■ TASK TO CARRY OUT ■
From the entries that follow, copy every line with the word "Clone".

■ SOURCE MATERIAL ■
◇ ◇ ◇ ◇

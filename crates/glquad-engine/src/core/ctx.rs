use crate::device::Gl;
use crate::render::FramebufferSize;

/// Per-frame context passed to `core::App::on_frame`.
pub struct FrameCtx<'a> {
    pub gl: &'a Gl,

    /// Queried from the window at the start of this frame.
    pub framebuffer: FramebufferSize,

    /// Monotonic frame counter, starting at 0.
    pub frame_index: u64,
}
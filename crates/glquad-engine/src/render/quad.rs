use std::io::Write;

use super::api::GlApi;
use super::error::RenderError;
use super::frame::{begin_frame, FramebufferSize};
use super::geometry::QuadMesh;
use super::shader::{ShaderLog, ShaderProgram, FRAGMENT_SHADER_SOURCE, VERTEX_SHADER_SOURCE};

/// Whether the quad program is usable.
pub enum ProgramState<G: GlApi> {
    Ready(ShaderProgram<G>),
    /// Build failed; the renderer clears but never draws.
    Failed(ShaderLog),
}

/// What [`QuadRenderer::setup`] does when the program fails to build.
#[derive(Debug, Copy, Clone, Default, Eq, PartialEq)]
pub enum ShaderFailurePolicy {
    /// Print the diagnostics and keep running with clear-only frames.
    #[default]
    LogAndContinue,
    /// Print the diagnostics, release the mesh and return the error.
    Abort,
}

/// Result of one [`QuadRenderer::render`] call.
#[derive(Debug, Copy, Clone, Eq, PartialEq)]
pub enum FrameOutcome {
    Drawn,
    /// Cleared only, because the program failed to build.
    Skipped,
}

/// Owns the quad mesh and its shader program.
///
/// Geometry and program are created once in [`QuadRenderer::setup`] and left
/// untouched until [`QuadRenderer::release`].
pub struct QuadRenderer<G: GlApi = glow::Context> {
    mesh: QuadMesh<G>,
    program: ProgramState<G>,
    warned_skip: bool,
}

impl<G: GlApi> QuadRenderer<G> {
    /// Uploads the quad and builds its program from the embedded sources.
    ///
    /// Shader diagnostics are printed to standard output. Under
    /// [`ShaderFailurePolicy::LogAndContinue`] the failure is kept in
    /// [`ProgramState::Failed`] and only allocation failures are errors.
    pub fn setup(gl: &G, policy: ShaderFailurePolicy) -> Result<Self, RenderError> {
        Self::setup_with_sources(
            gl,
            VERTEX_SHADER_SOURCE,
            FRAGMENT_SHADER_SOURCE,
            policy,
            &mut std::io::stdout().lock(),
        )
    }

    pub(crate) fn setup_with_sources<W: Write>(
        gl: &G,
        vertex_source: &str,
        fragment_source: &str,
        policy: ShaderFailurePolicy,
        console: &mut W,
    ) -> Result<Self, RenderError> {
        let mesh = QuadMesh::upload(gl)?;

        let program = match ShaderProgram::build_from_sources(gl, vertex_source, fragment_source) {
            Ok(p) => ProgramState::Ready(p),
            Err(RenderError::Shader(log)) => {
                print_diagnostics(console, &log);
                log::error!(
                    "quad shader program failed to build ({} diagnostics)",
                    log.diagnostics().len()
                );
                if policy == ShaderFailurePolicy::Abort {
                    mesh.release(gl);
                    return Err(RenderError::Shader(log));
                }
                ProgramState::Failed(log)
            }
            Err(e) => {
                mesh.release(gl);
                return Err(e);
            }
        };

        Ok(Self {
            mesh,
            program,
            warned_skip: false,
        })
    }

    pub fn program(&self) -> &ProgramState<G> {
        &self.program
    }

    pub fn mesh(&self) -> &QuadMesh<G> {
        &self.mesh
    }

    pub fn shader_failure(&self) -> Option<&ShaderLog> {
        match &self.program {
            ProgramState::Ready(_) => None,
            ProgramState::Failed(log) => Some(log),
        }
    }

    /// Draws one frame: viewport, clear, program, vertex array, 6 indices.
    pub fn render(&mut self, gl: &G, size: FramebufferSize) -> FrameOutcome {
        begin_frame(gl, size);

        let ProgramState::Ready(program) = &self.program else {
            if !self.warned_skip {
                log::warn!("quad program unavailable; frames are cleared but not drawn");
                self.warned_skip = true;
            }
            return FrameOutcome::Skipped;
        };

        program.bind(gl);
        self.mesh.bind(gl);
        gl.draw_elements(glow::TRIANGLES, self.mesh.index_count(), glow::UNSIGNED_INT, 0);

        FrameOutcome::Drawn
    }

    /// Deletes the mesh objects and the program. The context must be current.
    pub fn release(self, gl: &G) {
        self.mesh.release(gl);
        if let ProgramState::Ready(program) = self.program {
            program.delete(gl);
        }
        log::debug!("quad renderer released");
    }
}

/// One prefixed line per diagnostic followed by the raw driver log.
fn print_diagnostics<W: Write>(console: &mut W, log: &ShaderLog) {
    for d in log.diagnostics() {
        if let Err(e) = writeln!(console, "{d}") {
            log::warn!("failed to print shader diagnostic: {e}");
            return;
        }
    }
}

◇ ◇ ◇ ◇

■ REPLY TO THE EXERCISE ■
#[derive(Debug, Copy, Clone, Default, Eq, PartialEq)]
#[derive(Debug, Copy, Clone, Eq, PartialEq)]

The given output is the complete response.